== Data records

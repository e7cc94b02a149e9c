// ==========================================
// 订单履约后台 - 订单行 API
// ==========================================
// 职责: 订单行状态机与字段写入（改状态/取消/编码映射/字段补丁/配送信息）
// 红线: 每个写操作都限定租户；跨租户的行视为不存在
// 红线: 编码映射不覆盖 productName
// 红线: 配送信息更新全有或全无
// 审计: 写操作尽力记录 ActionLog，失败只告警
// ==========================================

use std::collections::HashSet;
use std::sync::Arc;

use futures::stream::{self, StreamExt};
use serde::{Deserialize, Serialize};
use tracing::{debug, info, instrument, warn};

use crate::api::error::{ApiError, ApiResult};
use crate::config::settings::PipelineSettings;
use crate::domain::action_log::{ActionLog, ActionType};
use crate::domain::order_row::{DeliveryInfoUpdate, FieldMap, OrderRow};
use crate::domain::product::ProductMapping;
use crate::domain::types::{OrderStatus, RowId, TenantId};
use crate::engine::product_matcher::ProductMatcher;
use crate::engine::row_state::{
    delivery_patch, mapping_patch, plan_status_update, MAPPING_PROTECTED_FIELDS,
};
use crate::repository::action_log_repo::ActionLogRepository;
use crate::repository::error::{RepositoryError, RepositoryResult};
use crate::repository::order_row_repo::{OrderRowRepository, RowFilter};
use crate::repository::product_repo::ProductRepository;
use crate::repository::vendor_repo::PurchaseVendorRepository;

// ==========================================
// 请求 / 响应类型
// ==========================================

/// 批量写入结果
#[derive(Debug, Clone, PartialEq, Serialize, Deserialize)]
pub struct BulkUpdateResult {
    pub count: usize,
    pub ids: Vec<RowId>,
}

impl BulkUpdateResult {
    fn from_ids(ids: Vec<RowId>) -> Self {
        Self {
            count: ids.len(),
            ids,
        }
    }
}

/// 单行编码映射请求
#[derive(Debug, Clone, Serialize, Deserialize)]
pub struct CodeMappingUpdate {
    pub row_id: RowId,
    pub mapping: ProductMapping,
}

/// 单行写入失败明细
#[derive(Debug, Clone, Serialize, Deserialize)]
pub struct RowWriteFailure {
    pub row_id: RowId,
    pub error: String,
}

/// 编码映射批量结果（区分未找到与写入失败）
#[derive(Debug, Clone, Default, Serialize, Deserialize)]
pub struct CodeMappingReport {
    pub updated_ids: Vec<RowId>,
    pub not_found_ids: Vec<RowId>,
    pub failed: Vec<RowWriteFailure>,
}

// ==========================================
// OrderRowApi - 订单行 API
// ==========================================
pub struct OrderRowApi {
    row_repo: Arc<OrderRowRepository>,
    product_repo: Arc<ProductRepository>,
    vendor_repo: Arc<PurchaseVendorRepository>,
    action_log_repo: Arc<ActionLogRepository>,
    settings: PipelineSettings,
}

impl OrderRowApi {
    pub fn new(
        row_repo: Arc<OrderRowRepository>,
        product_repo: Arc<ProductRepository>,
        vendor_repo: Arc<PurchaseVendorRepository>,
        action_log_repo: Arc<ActionLogRepository>,
        settings: PipelineSettings,
    ) -> Self {
        Self {
            row_repo,
            product_repo,
            vendor_repo,
            action_log_repo,
            settings,
        }
    }

    // ==========================================
    // 查询
    // ==========================================

    pub fn get_row(&self, tenant_id: TenantId, row_id: RowId) -> ApiResult<OrderRow> {
        self.row_repo
            .find_by_id(tenant_id, row_id)?
            .ok_or_else(|| RepositoryError::not_found("order_row", row_id).into())
    }

    /// 按上传批次 / 状态 / 发注批次等条件列出订单行
    pub fn list_rows(&self, tenant_id: TenantId, filter: &RowFilter) -> ApiResult<Vec<OrderRow>> {
        Ok(self.row_repo.list(tenant_id, filter)?)
    }

    // ==========================================
    // 状态
    // ==========================================

    /// 批量改状态
    ///
    /// # 规则
    /// - 单语句更新；不存在或非本租户的 id 静默排除
    /// - 已取消的行保持 취소（目标为 취소 时除外）
    ///
    /// # 返回
    /// - Ok(BulkUpdateResult): 实际更新的行
    /// - Err(NotFound): 一行都不属于该租户
    #[instrument(skip(self, row_ids), fields(rows = row_ids.len()))]
    pub fn update_status(
        &self,
        tenant_id: TenantId,
        row_ids: &[RowId],
        target: OrderStatus,
        actor: &str,
    ) -> ApiResult<BulkUpdateResult> {
        ensure_ids(row_ids)?;
        let plan = plan_status_update(target);

        let updated = self
            .row_repo
            .update_status(tenant_id, row_ids, plan.target, plan.skip_status)?;

        if updated.is_empty() {
            // 区分"全部被终态保护跳过"与"一行都不存在"
            let existing = self.row_repo.find_by_ids(tenant_id, row_ids)?;
            if existing.is_empty() {
                return Err(not_found_rows(row_ids));
            }
        }

        info!(
            tenant_id,
            target = %target,
            requested = row_ids.len(),
            updated = updated.len(),
            "批量改状态完成"
        );
        self.record(
            ActionLog::new(
                tenant_id,
                ActionType::StatusUpdate,
                actor,
                updated.clone(),
                Some(serde_json::json!({ "target": target.as_str() })),
            ),
        );
        Ok(BulkUpdateResult::from_ids(updated))
    }

    /// 取消订单行（无条件置为 취소，幂等）
    ///
    /// 返回的 id 集合包含原本已取消的行
    pub fn cancel_rows(
        &self,
        tenant_id: TenantId,
        row_ids: &[RowId],
        actor: &str,
    ) -> ApiResult<BulkUpdateResult> {
        ensure_ids(row_ids)?;
        let plan = plan_status_update(OrderStatus::Cancelled);

        let cancelled = self
            .row_repo
            .update_status(tenant_id, row_ids, plan.target, plan.skip_status)?;
        if cancelled.is_empty() {
            return Err(not_found_rows(row_ids));
        }

        info!(tenant_id, cancelled = cancelled.len(), "订单行已取消");
        self.record(ActionLog::new(
            tenant_id,
            ActionType::Cancel,
            actor,
            cancelled.clone(),
            None,
        ));
        Ok(BulkUpdateResult::from_ids(cancelled))
    }

    // ==========================================
    // 编码映射
    // ==========================================

    /// 批量编码映射（逐行写入，有界并发）
    ///
    /// # 规则
    /// - 映射负载覆盖编码、承运类型、包裹数、价格、承运商、运费等字段
    /// - productName 永远保留行自身的原始值
    /// - 负载带供应商名且租户内存在该供应商时，同时更新采购供应商
    ///
    /// # 返回
    /// - Ok(CodeMappingReport): 成功 / 未找到 / 失败 分类汇总
    /// - Err(NotFound): 所有行都不存在
    #[instrument(skip(self, updates), fields(rows = updates.len()))]
    pub async fn update_code_mapping(
        &self,
        tenant_id: TenantId,
        updates: Vec<CodeMappingUpdate>,
        actor: &str,
    ) -> ApiResult<CodeMappingReport> {
        if updates.is_empty() {
            return Err(ApiError::ValidationError(
                "编码映射列表不能为空".to_string(),
            ));
        }
        let requested: Vec<RowId> = updates.iter().map(|u| u.row_id).collect();
        let concurrency = self.settings.bulk_write_concurrency.max(1);

        let outcomes: Vec<(RowId, RepositoryResult<Option<FieldMap>>)> =
            stream::iter(updates)
                .map(|update| {
                    let row_repo = Arc::clone(&self.row_repo);
                    let vendor_repo = Arc::clone(&self.vendor_repo);
                    async move {
                        let row_id = update.row_id;
                        let joined = tokio::task::spawn_blocking(move || {
                            write_mapping(&row_repo, &vendor_repo, tenant_id, &update)
                        })
                        .await;
                        let result = match joined {
                            Ok(result) => result,
                            Err(e) => Err(RepositoryError::InternalError(e.to_string())),
                        };
                        (row_id, result)
                    }
                })
                .buffer_unordered(concurrency)
                .collect()
                .await;

        let mut report = CodeMappingReport::default();
        for (row_id, outcome) in outcomes {
            match outcome {
                Ok(Some(_)) => report.updated_ids.push(row_id),
                Ok(None) => report.not_found_ids.push(row_id),
                Err(e) => {
                    warn!(tenant_id, row_id, error = %e, "编码映射写入失败");
                    report.failed.push(RowWriteFailure {
                        row_id,
                        error: e.to_string(),
                    });
                }
            }
        }
        report.updated_ids.sort_unstable();
        report.not_found_ids.sort_unstable();
        report.failed.sort_by_key(|f| f.row_id);

        if report.updated_ids.is_empty() && report.failed.is_empty() {
            return Err(not_found_rows(&requested));
        }

        info!(
            tenant_id,
            updated = report.updated_ids.len(),
            not_found = report.not_found_ids.len(),
            failed = report.failed.len(),
            "批量编码映射完成"
        );
        self.record(ActionLog::new(
            tenant_id,
            ActionType::CodeMapping,
            actor,
            report.updated_ids.clone(),
            Some(serde_json::json!({
                "not_found": report.not_found_ids,
                "failed": report.failed.len(),
            })),
        ));
        Ok(report)
    }

    /// 精确优先自动映射（导入后调用）
    ///
    /// 只处理行内带 productId 或与目录编码精确相等的行；模糊候选不自动写入
    ///
    /// # 返回
    /// - 被映射的行 id
    pub fn auto_map_exact(
        &self,
        tenant_id: TenantId,
        row_ids: &[RowId],
        actor: &str,
    ) -> ApiResult<Vec<RowId>> {
        if row_ids.is_empty() {
            return Ok(Vec::new());
        }
        let catalog = self.product_repo.list_by_tenant(tenant_id)?;
        if catalog.is_empty() {
            debug!(tenant_id, "商品目录为空，跳过自动映射");
            return Ok(Vec::new());
        }

        let matcher = ProductMatcher::from_settings(&self.settings);
        let rows = self.row_repo.find_by_ids(tenant_id, row_ids)?;

        let mut mapped = Vec::new();
        for row in &rows {
            let Some((product, kind)) = matcher.resolve_exact(&row.fields, &catalog) else {
                continue;
            };
            let patch = mapping_patch(&product.to_mapping());
            if self
                .row_repo
                .apply_patch(tenant_id, row.id, &patch, MAPPING_PROTECTED_FIELDS, None)?
                .is_some()
            {
                debug!(row_id = row.id, product_id = product.id, ?kind, "自动映射");
                mapped.push(row.id);
            }
        }

        if !mapped.is_empty() {
            info!(tenant_id, mapped = mapped.len(), "导入后自动映射完成");
            self.record(ActionLog::new(
                tenant_id,
                ActionType::AutoMap,
                actor,
                mapped.clone(),
                None,
            ));
        }
        Ok(mapped)
    }

    // ==========================================
    // 字段补丁
    // ==========================================

    /// 单行字段合并（浅合并，后写覆盖）
    ///
    /// # 返回
    /// - Ok(FieldMap): 合并后的完整字段
    pub fn patch_row(
        &self,
        tenant_id: TenantId,
        row_id: RowId,
        patch: &FieldMap,
        actor: &str,
    ) -> ApiResult<FieldMap> {
        if patch.is_empty() {
            return Err(ApiError::ValidationError("字段补丁不能为空".to_string()));
        }

        let merged = self
            .row_repo
            .apply_patch(tenant_id, row_id, patch, &[], None)?
            .ok_or_else(|| ApiError::from(RepositoryError::not_found("order_row", row_id)))?;

        let keys: Vec<&String> = patch.keys().collect();
        self.record(ActionLog::new(
            tenant_id,
            ActionType::FieldPatch,
            actor,
            vec![row_id],
            Some(serde_json::json!({ "keys": keys })),
        ));
        Ok(merged)
    }

    // ==========================================
    // 配送信息
    // ==========================================

    /// 批量更新配送信息（全有或全无）
    ///
    /// # 返回
    /// - Err(NotFound): 任一行不存在，整批不写入
    #[instrument(skip(self, updates), fields(rows = updates.len()))]
    pub fn update_delivery_info(
        &self,
        tenant_id: TenantId,
        updates: &[DeliveryInfoUpdate],
        actor: &str,
    ) -> ApiResult<BulkUpdateResult> {
        if updates.is_empty() {
            return Err(ApiError::ValidationError(
                "配送信息列表不能为空".to_string(),
            ));
        }

        let patches: Vec<(RowId, FieldMap)> = updates
            .iter()
            .map(|u| (u.row_id, delivery_patch(u)))
            .collect();
        let updated = self.row_repo.apply_patches_atomic(tenant_id, &patches)?;

        info!(tenant_id, updated = updated.len(), "配送信息更新完成");
        self.record(ActionLog::new(
            tenant_id,
            ActionType::DeliveryUpdate,
            actor,
            updated.clone(),
            None,
        ));
        Ok(BulkUpdateResult::from_ids(updated))
    }

    // ==========================================
    // 发注标记 / 删除
    // ==========================================

    pub fn set_ordered_flag(
        &self,
        tenant_id: TenantId,
        row_ids: &[RowId],
        is_ordered: bool,
        actor: &str,
    ) -> ApiResult<BulkUpdateResult> {
        ensure_ids(row_ids)?;
        let updated = self.row_repo.set_ordered(tenant_id, row_ids, is_ordered)?;
        if updated.is_empty() {
            return Err(not_found_rows(row_ids));
        }

        self.record(ActionLog::new(
            tenant_id,
            ActionType::OrderedFlag,
            actor,
            updated.clone(),
            Some(serde_json::json!({ "is_ordered": is_ordered })),
        ));
        Ok(BulkUpdateResult::from_ids(updated))
    }

    pub fn bulk_delete(
        &self,
        tenant_id: TenantId,
        row_ids: &[RowId],
        actor: &str,
    ) -> ApiResult<BulkUpdateResult> {
        ensure_ids(row_ids)?;
        let deleted = self.row_repo.delete_rows(tenant_id, row_ids)?;
        if deleted.is_empty() {
            return Err(not_found_rows(row_ids));
        }

        info!(tenant_id, deleted = deleted.len(), "订单行已删除");
        self.record(ActionLog::new(
            tenant_id,
            ActionType::Delete,
            actor,
            deleted.clone(),
            None,
        ));
        Ok(BulkUpdateResult::from_ids(deleted))
    }

    // ==========================================
    // 内部工具
    // ==========================================

    /// 尽力记录操作日志
    fn record(&self, log: ActionLog) {
        if let Err(e) = self.action_log_repo.insert(&log) {
            warn!(error = %e, action_type = %log.action_type, "记录操作日志失败");
        }
    }
}

/// 单行编码映射写入（阻塞，运行在 spawn_blocking 中）
fn write_mapping(
    row_repo: &OrderRowRepository,
    vendor_repo: &PurchaseVendorRepository,
    tenant_id: TenantId,
    update: &CodeMappingUpdate,
) -> RepositoryResult<Option<FieldMap>> {
    let vendor_id = match update.mapping.vendor_name.as_deref() {
        Some(name) if !name.trim().is_empty() => {
            vendor_repo.find_by_name(tenant_id, name)?.map(|v| v.id)
        }
        _ => None,
    };
    let patch = mapping_patch(&update.mapping);
    row_repo.apply_patch(
        tenant_id,
        update.row_id,
        &patch,
        MAPPING_PROTECTED_FIELDS,
        vendor_id,
    )
}

fn ensure_ids(row_ids: &[RowId]) -> ApiResult<()> {
    if row_ids.is_empty() {
        return Err(ApiError::ValidationError(
            "订单行 id 列表不能为空".to_string(),
        ));
    }
    Ok(())
}

fn not_found_rows(row_ids: &[RowId]) -> ApiError {
    let unique: HashSet<&RowId> = row_ids.iter().collect();
    ApiError::NotFound(format!("订单行均不存在（共 {} 个 id）", unique.len()))
}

====

▸ **Your instructions**: Within the entries, find all lines that contain "move" and copy each one.

▸ **Problem solution**:
                    async move {
                        let joined = tokio::task::spawn_blocking(move || {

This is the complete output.